While requirements within individual schools may vary, most Class Teachers have both a university degree and a teaching certification from a recognized Waldorf teacher education college or institute. Some Waldorf education programs can also grant B.A. and M.A. degrees in conjunction with Waldorf teaching certification. Typically, the course of study for teachers is from two to three years and includes practice teaching in a Waldorf school under the supervision of experienced Waldorf teachers. Teachers must also satisfy whatever state credential and licensing requirements might apply.

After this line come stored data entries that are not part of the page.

// Use 3rd party
use log::debug;
use serde::{Deserialize, Serialize};
use serde_json::Value;
use thiserror::Error;

// Use internal modules
use crate::model::quality::AudioQuality;
use crate::request::*;

// Possible errors returned from the model layer and its client.
#[derive(Debug, Error)]
pub enum ClientError {
    #[error("pandora error: {0}")]
    Api(#[from] ApiError),
    #[error("expected {expected} at `{key}`")]
    Shape {
        key: String,
        expected: &'static str,
    },
    #[error("operation not supported: {0}")]
    Unsupported(&'static str),
    #[error("no item with key {0}")]
    NotFound(String),
    #[error("no field named `{0}`")]
    UnknownField(&'static str),
    #[error("json parse error: {0}")]
    ParseJSON(#[from] serde_json::Error),
    #[error("request error: {0}")]
    Request(Box<dyn std::error::Error + Send + Sync>),
}

impl ClientError {
    pub(crate) fn shape(key: &str, expected: &'static str) -> Self {
        Self::Shape {
            key: key.to_owned(),
            expected,
        }
    }
}

// Pandora error payload:
//{
    //"stat": "fail",
    //"message": "An unexpected error occurred",
    //"code": 9
//}
#[derive(Debug, Error, Deserialize)]
#[error("{code}: {message}")]
pub struct ApiError {
    pub code: u16,
    pub message: String,
}

pub type ClientResult<T> = Result<T, ClientError>;

/// Handle to the Pandora API the models were built from.
///
/// Implementors provide transport, authentication and the configured audio
/// quality. Everything else is expressed in terms of [`Client::call`], so the
/// provided methods only decide which API method to call with which
/// parameters.
pub trait Client {
    /// Preferred audio quality, `None` if unset or unrecognized.
    fn audio_quality(&self) -> Option<AudioQuality>;

    /// Performs one API round trip and returns the `result` object.
    fn call(&self, method: &str, params: Value) -> ClientResult<Value>;

    /// Checks whether a media URL is reachable.
    fn test_url(&self, url: &str) -> bool;

    fn get_playlist(&self, station_token: &str) -> ClientResult<Value> {
        send(self, &GetPlaylist { station_token })
    }

    fn get_station_list_checksum(&self) -> ClientResult<String> {
        let result = send(self, &GetStationListChecksum {})?;
        let checksum = result
            .get("checksum")
            .and_then(Value::as_str)
            .ok_or_else(|| ClientError::shape("checksum", "string"))?;
        Ok(checksum.to_owned())
    }

    fn add_feedback(&self, track_token: &str, is_positive: bool) -> ClientResult<()> {
        send(self, &AddFeedback { track_token, is_positive }).map(drop)
    }

    fn add_song_bookmark(&self, track_token: &str) -> ClientResult<()> {
        send(self, &AddSongBookmark { track_token }).map(drop)
    }

    fn add_artist_bookmark(&self, track_token: &str) -> ClientResult<()> {
        send(self, &AddArtistBookmark { track_token }).map(drop)
    }

    fn sleep_song(&self, track_token: &str) -> ClientResult<()> {
        send(self, &SleepSong { track_token }).map(drop)
    }

    fn register_ad(&self, station_id: &str, ad_tracking_tokens: &[String]) -> ClientResult<()> {
        let request = RegisterAd {
            station_id,
            ad_tracking_tokens,
        };
        send(self, &request).map(drop)
    }

    fn delete_song_bookmark(&self, bookmark_token: &str) -> ClientResult<()> {
        send(self, &DeleteSongBookmark { bookmark_token }).map(drop)
    }

    fn delete_artist_bookmark(&self, bookmark_token: &str) -> ClientResult<()> {
        send(self, &DeleteArtistBookmark { bookmark_token }).map(drop)
    }

    fn create_station(&self, request: &CreateStation) -> ClientResult<Value> {
        send(self, request)
    }

    fn get_ad_metadata(&self, ad_token: &str) -> ClientResult<Value> {
        let request = GetAdMetadata {
            ad_token,
            return_ad_tracking_tokens: true,
            support_audio_ads: true,
        };
        send(self, &request)
    }
}

fn send<C, R>(client: &C, request: &R) -> ClientResult<Value>
where
    C: Client + ?Sized,
    R: Method + Serialize,
{
    let params = serde_json::to_value(request)?;
    debug!("calling {} with {}", R::METHOD, params);
    client.call(R::METHOD, params)
}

How does your school support students with learning challenges?
Waldorf teachers view each child holistically as a divine puzzle with a unique mix of behaviors, traits, strengths, and challenges. . A given child’s weaknesses in one area, whether cognitive, emotional or physical, will usually be balanced by strengths in another area. It is the teacher’s job to try to bring the child’s whole being into balance. Waldorf teachers use differentiation strategies to address the varying needs of the class. A child having difficulties might be given extra help by the teacher or by parents; accommodations and/or modifications may be arranged, or tutoring and/or therapies might be suggested.. Correspondingly, a child needing more challenge might be given harder problems of the same sort to work on or might be asked to help a child who was having trouble.
How well do Waldorf graduates do on standardized tests? How well do Waldorf high school graduates do in college?
To the best of our knowledge, no controlled studies have been done on these questions, but anecdotal evidence collected from various sources would seem to suggest that Waldorf graduates tend to score toward the high end on standardized examinations such as the Scholastic Aptitude Tests. As far as higher education goes, Waldorf graduates have been accepted as students at, and have graduated from, some of the most prestigious colleges and universities in the United States, UK and other countries.